◆ **WHAT IS REQUIRED**
Copy each line from the data that has the word "OpenAiAdapter" in it.

◆ **Data items**
================================
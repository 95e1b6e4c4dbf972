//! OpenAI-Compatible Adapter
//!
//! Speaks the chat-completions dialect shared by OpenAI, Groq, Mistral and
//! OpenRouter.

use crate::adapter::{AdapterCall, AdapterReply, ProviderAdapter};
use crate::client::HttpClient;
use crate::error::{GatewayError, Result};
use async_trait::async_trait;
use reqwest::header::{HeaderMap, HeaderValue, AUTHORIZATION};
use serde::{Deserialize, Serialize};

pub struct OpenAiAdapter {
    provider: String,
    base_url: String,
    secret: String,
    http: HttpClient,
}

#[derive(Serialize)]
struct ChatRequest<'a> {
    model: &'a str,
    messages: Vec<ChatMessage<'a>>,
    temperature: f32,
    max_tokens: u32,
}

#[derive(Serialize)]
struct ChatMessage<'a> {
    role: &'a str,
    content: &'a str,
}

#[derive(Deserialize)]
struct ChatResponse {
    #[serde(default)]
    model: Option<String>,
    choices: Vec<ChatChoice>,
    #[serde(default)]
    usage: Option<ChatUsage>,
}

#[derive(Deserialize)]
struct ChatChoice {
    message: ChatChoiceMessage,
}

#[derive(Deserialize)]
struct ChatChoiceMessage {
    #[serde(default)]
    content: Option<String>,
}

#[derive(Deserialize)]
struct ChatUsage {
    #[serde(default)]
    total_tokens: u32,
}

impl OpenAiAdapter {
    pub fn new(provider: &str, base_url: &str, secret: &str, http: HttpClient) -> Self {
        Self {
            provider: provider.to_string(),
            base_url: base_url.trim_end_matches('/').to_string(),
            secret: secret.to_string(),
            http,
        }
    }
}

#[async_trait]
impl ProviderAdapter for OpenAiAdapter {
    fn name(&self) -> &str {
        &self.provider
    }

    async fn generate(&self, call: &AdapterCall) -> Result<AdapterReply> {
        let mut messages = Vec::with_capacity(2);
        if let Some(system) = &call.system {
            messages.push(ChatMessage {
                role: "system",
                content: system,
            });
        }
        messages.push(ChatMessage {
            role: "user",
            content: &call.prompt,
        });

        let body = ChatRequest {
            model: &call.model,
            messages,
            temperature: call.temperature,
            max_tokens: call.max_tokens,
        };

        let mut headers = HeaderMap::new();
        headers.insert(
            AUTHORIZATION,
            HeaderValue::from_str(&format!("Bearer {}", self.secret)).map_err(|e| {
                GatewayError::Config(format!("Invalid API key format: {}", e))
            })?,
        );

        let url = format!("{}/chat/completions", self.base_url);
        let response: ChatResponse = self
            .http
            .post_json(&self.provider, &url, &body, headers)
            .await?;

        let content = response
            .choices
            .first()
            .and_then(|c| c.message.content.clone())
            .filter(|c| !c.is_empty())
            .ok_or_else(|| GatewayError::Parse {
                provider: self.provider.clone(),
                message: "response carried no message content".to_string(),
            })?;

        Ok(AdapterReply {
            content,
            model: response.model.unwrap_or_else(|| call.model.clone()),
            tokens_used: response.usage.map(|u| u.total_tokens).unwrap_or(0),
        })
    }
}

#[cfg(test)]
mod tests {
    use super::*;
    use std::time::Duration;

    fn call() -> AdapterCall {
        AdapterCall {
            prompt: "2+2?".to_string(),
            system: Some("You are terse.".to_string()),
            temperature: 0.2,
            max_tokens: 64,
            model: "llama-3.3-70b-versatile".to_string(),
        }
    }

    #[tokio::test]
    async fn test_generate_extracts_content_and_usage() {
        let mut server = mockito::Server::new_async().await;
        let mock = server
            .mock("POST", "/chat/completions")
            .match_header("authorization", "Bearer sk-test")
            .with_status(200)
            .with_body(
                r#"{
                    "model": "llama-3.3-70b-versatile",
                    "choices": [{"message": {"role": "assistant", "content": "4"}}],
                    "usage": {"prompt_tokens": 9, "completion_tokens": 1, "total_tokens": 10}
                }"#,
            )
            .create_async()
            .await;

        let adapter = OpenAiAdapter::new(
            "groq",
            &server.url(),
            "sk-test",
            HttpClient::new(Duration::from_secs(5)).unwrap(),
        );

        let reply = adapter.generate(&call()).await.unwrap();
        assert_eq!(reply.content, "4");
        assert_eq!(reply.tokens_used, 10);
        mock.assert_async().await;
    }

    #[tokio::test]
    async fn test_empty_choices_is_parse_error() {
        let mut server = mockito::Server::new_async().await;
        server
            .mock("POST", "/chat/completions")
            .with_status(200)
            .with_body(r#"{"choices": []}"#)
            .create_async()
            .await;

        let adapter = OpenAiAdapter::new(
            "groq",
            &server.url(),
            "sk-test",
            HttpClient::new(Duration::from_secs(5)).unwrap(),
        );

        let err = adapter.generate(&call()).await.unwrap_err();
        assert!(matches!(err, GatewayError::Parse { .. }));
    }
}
================================
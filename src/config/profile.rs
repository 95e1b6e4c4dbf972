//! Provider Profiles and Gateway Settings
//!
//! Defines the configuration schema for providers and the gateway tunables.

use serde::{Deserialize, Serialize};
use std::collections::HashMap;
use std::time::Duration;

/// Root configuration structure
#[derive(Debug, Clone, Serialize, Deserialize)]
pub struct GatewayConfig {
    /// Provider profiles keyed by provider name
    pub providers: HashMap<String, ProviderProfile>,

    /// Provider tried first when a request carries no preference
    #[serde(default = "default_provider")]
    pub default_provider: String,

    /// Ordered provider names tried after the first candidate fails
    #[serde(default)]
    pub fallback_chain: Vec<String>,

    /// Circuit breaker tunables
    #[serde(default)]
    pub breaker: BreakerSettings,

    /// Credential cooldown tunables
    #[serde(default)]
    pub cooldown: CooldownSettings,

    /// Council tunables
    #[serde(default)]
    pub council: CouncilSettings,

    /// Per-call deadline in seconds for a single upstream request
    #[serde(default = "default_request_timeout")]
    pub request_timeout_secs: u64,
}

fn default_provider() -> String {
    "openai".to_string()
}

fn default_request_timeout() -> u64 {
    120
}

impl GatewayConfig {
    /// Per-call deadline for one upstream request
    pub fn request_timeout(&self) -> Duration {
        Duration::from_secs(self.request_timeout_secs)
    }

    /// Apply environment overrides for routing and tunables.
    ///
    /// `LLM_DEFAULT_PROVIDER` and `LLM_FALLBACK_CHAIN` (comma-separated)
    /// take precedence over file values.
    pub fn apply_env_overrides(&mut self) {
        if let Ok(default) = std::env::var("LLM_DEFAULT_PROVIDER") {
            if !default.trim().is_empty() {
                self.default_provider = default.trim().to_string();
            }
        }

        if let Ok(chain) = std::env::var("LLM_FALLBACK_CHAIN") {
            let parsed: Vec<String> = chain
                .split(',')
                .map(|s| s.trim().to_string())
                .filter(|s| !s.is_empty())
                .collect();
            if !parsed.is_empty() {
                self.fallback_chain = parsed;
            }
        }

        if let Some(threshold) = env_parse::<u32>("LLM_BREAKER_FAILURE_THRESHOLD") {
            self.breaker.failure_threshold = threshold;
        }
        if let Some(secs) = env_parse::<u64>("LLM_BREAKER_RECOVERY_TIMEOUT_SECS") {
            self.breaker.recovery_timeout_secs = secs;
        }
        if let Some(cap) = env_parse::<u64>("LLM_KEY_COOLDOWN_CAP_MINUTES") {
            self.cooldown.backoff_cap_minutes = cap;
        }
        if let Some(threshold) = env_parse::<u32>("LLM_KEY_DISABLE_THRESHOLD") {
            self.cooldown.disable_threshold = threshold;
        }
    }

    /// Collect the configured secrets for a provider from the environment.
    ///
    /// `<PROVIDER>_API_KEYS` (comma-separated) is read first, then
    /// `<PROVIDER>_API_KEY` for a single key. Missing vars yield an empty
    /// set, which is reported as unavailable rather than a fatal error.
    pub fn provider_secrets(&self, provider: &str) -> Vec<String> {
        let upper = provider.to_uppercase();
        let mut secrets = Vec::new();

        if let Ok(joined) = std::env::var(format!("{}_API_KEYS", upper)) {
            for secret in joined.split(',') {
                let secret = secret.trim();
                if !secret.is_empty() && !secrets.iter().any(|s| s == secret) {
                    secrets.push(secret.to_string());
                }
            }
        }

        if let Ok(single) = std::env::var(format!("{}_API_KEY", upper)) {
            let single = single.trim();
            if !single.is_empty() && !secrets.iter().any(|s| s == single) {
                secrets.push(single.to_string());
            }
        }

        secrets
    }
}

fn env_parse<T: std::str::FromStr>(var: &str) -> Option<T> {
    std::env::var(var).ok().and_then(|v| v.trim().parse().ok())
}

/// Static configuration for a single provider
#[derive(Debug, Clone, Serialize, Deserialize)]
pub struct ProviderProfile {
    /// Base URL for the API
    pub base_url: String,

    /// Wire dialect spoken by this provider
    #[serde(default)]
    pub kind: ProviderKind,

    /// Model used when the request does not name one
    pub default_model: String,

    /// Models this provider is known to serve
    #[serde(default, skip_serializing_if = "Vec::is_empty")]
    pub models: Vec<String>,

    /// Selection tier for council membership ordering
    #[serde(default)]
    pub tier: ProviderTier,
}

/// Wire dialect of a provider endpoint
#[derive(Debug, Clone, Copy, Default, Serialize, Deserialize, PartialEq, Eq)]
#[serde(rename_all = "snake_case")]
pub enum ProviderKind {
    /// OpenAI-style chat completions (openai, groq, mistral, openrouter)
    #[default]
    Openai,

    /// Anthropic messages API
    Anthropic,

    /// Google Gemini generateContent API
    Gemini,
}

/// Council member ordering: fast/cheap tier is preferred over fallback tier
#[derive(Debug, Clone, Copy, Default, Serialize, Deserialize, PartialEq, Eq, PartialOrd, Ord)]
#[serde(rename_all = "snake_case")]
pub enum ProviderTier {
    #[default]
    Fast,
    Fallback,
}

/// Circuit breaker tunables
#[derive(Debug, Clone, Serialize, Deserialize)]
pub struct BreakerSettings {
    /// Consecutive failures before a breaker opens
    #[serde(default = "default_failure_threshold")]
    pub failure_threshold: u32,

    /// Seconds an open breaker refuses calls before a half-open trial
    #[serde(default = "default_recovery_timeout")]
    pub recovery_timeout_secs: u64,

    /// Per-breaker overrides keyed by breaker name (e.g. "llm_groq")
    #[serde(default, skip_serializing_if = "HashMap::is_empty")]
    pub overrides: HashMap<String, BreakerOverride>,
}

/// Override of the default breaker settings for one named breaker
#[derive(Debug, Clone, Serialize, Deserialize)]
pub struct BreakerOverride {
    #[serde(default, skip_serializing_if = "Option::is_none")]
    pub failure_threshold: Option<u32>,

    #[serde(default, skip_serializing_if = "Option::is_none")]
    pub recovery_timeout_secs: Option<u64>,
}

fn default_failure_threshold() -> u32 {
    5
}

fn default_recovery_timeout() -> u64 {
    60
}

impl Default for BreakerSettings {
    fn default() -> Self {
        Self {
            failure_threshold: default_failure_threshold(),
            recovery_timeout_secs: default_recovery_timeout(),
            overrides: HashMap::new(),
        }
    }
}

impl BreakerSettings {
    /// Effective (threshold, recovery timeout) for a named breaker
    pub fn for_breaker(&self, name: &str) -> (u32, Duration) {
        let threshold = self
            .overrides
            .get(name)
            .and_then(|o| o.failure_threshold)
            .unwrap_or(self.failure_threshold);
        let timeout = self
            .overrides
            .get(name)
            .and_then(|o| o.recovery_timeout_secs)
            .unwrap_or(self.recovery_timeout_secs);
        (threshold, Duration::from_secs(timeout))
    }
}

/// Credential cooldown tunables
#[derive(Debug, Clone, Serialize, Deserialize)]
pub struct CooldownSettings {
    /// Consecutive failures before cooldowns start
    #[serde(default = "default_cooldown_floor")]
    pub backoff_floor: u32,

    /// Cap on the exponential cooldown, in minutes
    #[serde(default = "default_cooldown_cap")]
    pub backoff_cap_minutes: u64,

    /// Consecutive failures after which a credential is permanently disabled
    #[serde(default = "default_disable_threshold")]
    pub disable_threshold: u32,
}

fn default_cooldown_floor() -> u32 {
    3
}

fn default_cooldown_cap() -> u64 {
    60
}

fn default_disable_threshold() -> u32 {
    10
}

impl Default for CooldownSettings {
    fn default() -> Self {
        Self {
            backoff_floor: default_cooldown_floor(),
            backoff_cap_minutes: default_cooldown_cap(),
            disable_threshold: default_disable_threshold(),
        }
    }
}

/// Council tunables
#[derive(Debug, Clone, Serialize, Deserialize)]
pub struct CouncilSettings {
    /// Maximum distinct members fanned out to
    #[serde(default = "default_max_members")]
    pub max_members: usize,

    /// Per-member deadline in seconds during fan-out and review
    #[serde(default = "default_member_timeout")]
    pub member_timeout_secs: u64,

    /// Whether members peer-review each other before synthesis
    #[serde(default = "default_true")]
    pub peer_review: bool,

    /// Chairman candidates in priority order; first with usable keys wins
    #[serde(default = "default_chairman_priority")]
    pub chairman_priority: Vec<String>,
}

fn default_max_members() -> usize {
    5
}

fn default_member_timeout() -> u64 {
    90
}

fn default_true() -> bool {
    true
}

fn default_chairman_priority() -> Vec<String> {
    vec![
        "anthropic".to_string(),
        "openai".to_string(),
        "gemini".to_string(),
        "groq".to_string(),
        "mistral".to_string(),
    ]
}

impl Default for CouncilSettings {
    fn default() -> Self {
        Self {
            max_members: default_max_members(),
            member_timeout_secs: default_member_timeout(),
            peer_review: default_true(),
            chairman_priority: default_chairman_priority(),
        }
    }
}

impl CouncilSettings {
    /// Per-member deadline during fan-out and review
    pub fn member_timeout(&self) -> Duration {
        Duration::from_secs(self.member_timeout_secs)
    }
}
================================
◆ **REPLY**
pub struct OpenAiAdapter {
impl OpenAiAdapter {
impl ProviderAdapter for OpenAiAdapter {
        let adapter = OpenAiAdapter::new(
        let adapter = OpenAiAdapter::new(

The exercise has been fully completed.